[Saved data entries]
"""

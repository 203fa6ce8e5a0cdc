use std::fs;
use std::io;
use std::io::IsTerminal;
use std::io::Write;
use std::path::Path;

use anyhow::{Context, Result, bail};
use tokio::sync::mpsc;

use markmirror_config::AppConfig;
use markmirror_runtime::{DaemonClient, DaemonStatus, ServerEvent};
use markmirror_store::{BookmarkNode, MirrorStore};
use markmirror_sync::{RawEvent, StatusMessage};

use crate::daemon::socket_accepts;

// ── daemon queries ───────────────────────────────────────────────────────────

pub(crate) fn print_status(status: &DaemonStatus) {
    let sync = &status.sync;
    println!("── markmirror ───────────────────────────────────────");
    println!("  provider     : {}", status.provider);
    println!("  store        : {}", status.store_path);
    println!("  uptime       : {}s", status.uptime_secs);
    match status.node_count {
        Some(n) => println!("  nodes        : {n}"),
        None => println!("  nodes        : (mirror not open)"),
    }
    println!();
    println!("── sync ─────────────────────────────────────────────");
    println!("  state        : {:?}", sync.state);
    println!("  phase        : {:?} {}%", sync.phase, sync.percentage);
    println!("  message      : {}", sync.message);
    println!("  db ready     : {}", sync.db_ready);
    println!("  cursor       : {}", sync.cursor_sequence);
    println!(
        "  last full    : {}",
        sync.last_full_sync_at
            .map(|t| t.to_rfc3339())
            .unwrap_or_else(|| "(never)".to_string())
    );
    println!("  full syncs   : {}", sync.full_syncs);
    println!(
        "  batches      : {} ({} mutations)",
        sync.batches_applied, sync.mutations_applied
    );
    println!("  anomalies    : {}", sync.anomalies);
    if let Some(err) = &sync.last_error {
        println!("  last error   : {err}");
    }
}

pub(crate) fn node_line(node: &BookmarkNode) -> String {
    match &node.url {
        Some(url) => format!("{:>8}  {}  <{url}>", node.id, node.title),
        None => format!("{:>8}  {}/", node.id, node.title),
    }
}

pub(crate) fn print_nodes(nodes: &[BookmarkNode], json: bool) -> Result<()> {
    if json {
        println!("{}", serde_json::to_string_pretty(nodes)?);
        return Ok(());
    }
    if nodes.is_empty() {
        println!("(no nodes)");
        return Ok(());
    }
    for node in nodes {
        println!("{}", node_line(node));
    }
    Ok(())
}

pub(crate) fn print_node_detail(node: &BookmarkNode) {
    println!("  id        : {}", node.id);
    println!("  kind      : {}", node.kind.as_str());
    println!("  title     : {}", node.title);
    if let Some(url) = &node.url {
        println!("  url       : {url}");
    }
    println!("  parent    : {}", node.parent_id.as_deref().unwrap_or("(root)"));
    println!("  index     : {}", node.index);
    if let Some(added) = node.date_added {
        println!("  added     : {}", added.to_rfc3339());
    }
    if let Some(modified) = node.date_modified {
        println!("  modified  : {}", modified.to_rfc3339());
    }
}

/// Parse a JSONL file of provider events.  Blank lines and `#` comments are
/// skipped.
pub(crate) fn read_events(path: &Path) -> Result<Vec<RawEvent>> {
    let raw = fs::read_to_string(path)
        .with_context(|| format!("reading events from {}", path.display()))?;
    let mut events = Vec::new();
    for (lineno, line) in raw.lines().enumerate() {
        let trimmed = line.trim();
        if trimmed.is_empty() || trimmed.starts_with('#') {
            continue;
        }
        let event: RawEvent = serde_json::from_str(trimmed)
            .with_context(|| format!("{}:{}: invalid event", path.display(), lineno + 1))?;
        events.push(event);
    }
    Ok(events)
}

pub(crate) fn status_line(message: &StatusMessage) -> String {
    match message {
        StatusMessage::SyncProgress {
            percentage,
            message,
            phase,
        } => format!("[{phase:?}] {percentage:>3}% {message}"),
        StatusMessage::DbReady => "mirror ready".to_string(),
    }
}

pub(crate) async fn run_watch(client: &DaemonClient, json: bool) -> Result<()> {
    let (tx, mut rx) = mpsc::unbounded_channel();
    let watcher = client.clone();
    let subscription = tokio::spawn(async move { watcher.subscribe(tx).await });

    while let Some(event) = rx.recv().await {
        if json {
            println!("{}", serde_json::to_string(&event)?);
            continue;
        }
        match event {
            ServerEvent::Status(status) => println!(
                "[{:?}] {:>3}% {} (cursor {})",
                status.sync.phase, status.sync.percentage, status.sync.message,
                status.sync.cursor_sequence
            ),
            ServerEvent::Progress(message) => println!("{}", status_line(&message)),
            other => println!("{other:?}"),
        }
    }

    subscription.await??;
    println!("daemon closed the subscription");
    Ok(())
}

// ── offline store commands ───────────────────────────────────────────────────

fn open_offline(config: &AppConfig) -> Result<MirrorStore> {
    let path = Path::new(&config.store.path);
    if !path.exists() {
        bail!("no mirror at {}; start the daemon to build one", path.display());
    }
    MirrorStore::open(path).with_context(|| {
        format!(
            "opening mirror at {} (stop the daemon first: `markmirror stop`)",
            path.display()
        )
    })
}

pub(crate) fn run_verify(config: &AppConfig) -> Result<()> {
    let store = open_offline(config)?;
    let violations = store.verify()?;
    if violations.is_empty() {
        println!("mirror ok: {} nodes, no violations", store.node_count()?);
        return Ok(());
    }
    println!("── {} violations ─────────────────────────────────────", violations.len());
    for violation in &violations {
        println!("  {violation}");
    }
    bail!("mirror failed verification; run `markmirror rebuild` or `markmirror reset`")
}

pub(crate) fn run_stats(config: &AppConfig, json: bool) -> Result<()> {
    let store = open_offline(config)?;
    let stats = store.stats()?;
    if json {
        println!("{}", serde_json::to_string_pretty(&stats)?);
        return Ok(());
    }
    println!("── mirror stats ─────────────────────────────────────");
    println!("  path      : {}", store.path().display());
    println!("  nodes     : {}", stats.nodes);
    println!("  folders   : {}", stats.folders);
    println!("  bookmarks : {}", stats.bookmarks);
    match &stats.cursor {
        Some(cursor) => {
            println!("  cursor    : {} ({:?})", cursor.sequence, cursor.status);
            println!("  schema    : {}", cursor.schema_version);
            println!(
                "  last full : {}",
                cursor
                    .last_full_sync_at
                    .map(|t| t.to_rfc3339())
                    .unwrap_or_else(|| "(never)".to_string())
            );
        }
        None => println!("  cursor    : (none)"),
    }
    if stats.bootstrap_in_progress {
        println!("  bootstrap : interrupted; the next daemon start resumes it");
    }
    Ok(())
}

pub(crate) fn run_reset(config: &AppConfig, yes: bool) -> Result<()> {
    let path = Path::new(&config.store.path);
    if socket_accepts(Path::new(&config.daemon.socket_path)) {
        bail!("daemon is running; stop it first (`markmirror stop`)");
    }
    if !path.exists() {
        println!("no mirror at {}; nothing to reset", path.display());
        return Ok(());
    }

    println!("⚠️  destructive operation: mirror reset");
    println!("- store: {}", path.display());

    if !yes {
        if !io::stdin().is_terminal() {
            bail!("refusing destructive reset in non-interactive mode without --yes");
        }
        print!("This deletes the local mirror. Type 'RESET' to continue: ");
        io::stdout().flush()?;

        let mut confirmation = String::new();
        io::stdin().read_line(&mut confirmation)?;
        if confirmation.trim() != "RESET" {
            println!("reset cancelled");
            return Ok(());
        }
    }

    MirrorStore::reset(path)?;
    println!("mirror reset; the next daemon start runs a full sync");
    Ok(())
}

"""

Across the data above, how many lines contain the string "MirrorStore"? Reply with the number and nothing else.

4